It's possible that your Vonage box might have gone bad but let's assume for a moment that it is the wiring. Is the wiring a star configuration (e.g. all ports wired back to a central hub or is it daisy chained? If it's star wired then I would go to the hub and disconnect all of the runs except for one. If the phone system works then you can one by one add a run back until the phone system gets flaky. Disconnect this one and add back the rest. All should be good. If not you either have multiple bad lines or a bad box.

If the run is daisy chained then you have a similar process where you disconnect everything and then jack by jack add them back onto the network until you find where it gets flaky again.

Good luck.

pansixt

Re: Telephone network problems
« Reply #3 on: 9 Jun 2013, 01:49 am »
Good advice from Doublej.

You should also make sure that you try a new jumper between vonage and the jack/outlet. Sometimes it is that simple. Also unplug all phones in the house and try again to rule out a bad phone.
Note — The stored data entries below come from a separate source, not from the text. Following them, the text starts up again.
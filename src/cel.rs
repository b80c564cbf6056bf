use crate::pixel::Pixels;
use crate::reader::AseReader;
use crate::{AsepriteParseError, ColorDepth, Result};

use std::fmt;
use std::io::Read;

/// How a cel stores its pixels.
#[derive(Debug, Clone, Copy, PartialEq, Eq)]
pub enum CelType {
    /// Uncompressed pixel data.
    Raw,
    /// No pixel data; reuses the cel of the same layer in another frame.
    Linked,
    /// Zlib-compressed pixel data.
    Compressed,
}

/// Decoded pixel rectangle of a cel.
#[derive(Clone, PartialEq, Eq)]
pub struct ImageContent {
    /// Width of the pixel rectangle.
    pub width: u16,
    /// Height of the pixel rectangle.
    pub height: u16,
    /// Row-major pixels in the document color depth.
    pub pixels: Pixels,
}

impl ImageContent {
    fn parse<R: Read>(
        mut reader: AseReader<R>,
        color_depth: ColorDepth,
        compressed: bool,
    ) -> Result<Self> {
        let width = reader.word()?;
        let height = reader.word()?;
        let pixel_count = width as usize * height as usize;
        let pixels = if compressed {
            Pixels::from_compressed(reader, color_depth, pixel_count)?
        } else {
            Pixels::from_raw(reader, color_depth, pixel_count)?
        };
        Ok(ImageContent {
            width,
            height,
            pixels,
        })
    }
}

impl fmt::Debug for ImageContent {
    fn fmt(&self, f: &mut fmt::Formatter<'_>) -> fmt::Result {
        write!(
            f,
            "<{}x{}, {} bytes>",
            self.width,
            self.height,
            self.pixels.byte_count()
        )
    }
}

/// Pixel source of a cel: either its own data or a link to the cel on the
/// same layer in another frame.
#[derive(Debug, Clone, PartialEq, Eq)]
pub enum CelContent {
    /// The cel carries its own pixels (raw or compressed on disk).
    Owned(ImageContent),
    /// Pixels live in the cel at `frame` on the same layer. Resolved through
    /// [AsepriteFile::resolve_cel](crate::AsepriteFile::resolve_cel).
    Linked {
        /// Frame holding the referenced cel.
        frame: u16,
    },
}

/// A decoded cel chunk: one layer's contribution to one frame.
#[derive(Debug, Clone, PartialEq, Eq)]
pub struct CelChunk {
    /// Index of the owning layer.
    pub layer_index: u16,
    /// Horizontal canvas offset.
    pub x: i16,
    /// Vertical canvas offset (Y grows downward).
    pub y: i16,
    /// Cel opacity (0-255).
    pub opacity: u8,
    /// Storage type as found in the file.
    pub cel_type: CelType,
    /// Own pixels or link.
    pub content: CelContent,
}

impl CelChunk {
    /// Own pixel data, `None` for linked cels.
    pub fn image(&self) -> Option<&ImageContent> {
        match &self.content {
            CelContent::Owned(image) => Some(image),
            CelContent::Linked { .. } => None,
        }
    }

    /// The frame this cel links to, if it is a linked cel.
    pub fn linked_frame(&self) -> Option<u16> {
        match self.content {
            CelContent::Linked { frame } => Some(frame),
            CelContent::Owned(_) => None,
        }
    }
}

fn parse_cel_type(id: u16) -> Result<CelType> {
    match id {
        0 => Ok(CelType::Raw),
        1 => Ok(CelType::Linked),
        2 => Ok(CelType::Compressed),
        _ => Err(AsepriteParseError::InvalidInput(format!(
            "Invalid/Unsupported Cel type: {}",
            id
        ))),
    }
}

pub(crate) fn parse_chunk(data: &[u8], color_depth: ColorDepth) -> Result<CelChunk> {
    let mut reader = AseReader::new(data);
    let layer_index = reader.word()?;
    let x = reader.short()?;
    let y = reader.short()?;
    let opacity = reader.byte()?;
    let cel_type = parse_cel_type(reader.word()?)?;
    reader.skip_reserved(7)?;

    let content = match cel_type {
        CelType::Raw => CelContent::Owned(ImageContent::parse(reader, color_depth, false)?),
        CelType::Compressed => {
            CelContent::Owned(ImageContent::parse(reader, color_depth, true)?)
        }
        CelType::Linked => CelContent::Linked {
            frame: reader.word()?,
        },
    };

    Ok(CelChunk {
        layer_index,
        x,
        y,
        opacity,
        cel_type,
        content,
    })
}

/// Extra cel information (precise position and size). Carried but not used
/// for compositing.
#[derive(Debug, Clone, PartialEq)]
pub struct CelExtraChunk {
    /// Bit 0 set means the precise bounds are valid.
    pub flags: u32,
    #[allow(missing_docs)]
    pub precise_x: f64,
    #[allow(missing_docs)]
    pub precise_y: f64,
    /// Width of the cel in the sprite (scaled in real-time).
    pub width: f64,
    /// Height of the cel in the sprite.
    pub height: f64,
}

pub(crate) fn parse_extra_chunk(data: &[u8]) -> Result<CelExtraChunk> {
    let mut reader = AseReader::new(data);
    let flags = reader.dword()?;
    let precise_x = reader.fixed()?;
    let precise_y = reader.fixed()?;
    let width = reader.fixed()?;
    let height = reader.fixed()?;
    Ok(CelExtraChunk {
        flags,
        precise_x,
        precise_y,
        width,
        height,
    })
}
If you have a dial tone straight from the vonage modem as you said, then it is fine.
Otherwise it sounds like a possible short in the home wiring, (usually at the interface or splice in one of the lines or at an outlet) and these can show up anytime despite coincidence.
Shorts in the house phone wiring can send the modem into over-current protection thus killing the dial tone.
Follow the troubleshooting advice from Doublej after you unplug all phones in the home, and you should figure it out. If not, let us know.
Then you break out the volt meter and test voltages. Happy troubleshooting.
James

Edit: I forgot to mention that you must also make sure the incumbent carrier ( the original land line phone provider) if there ever was one is disconnected at their interface device. You may have an enclosure which is either at the side of your home or maybe an old carbon type connecting block usually in the basement. If the enclosure is outside, you will have customer access on one side of it with a screwdriver. "Foreign Voltage" can come from them or a bad answering machine, Caller ID or other conflicting device.
Most telephone providers that use a phone modem can do a test for foreign voltage remotely. I am not sure about Vonage.
« Last Edit: 9 Jun 2013, 03:53 am by pansixt »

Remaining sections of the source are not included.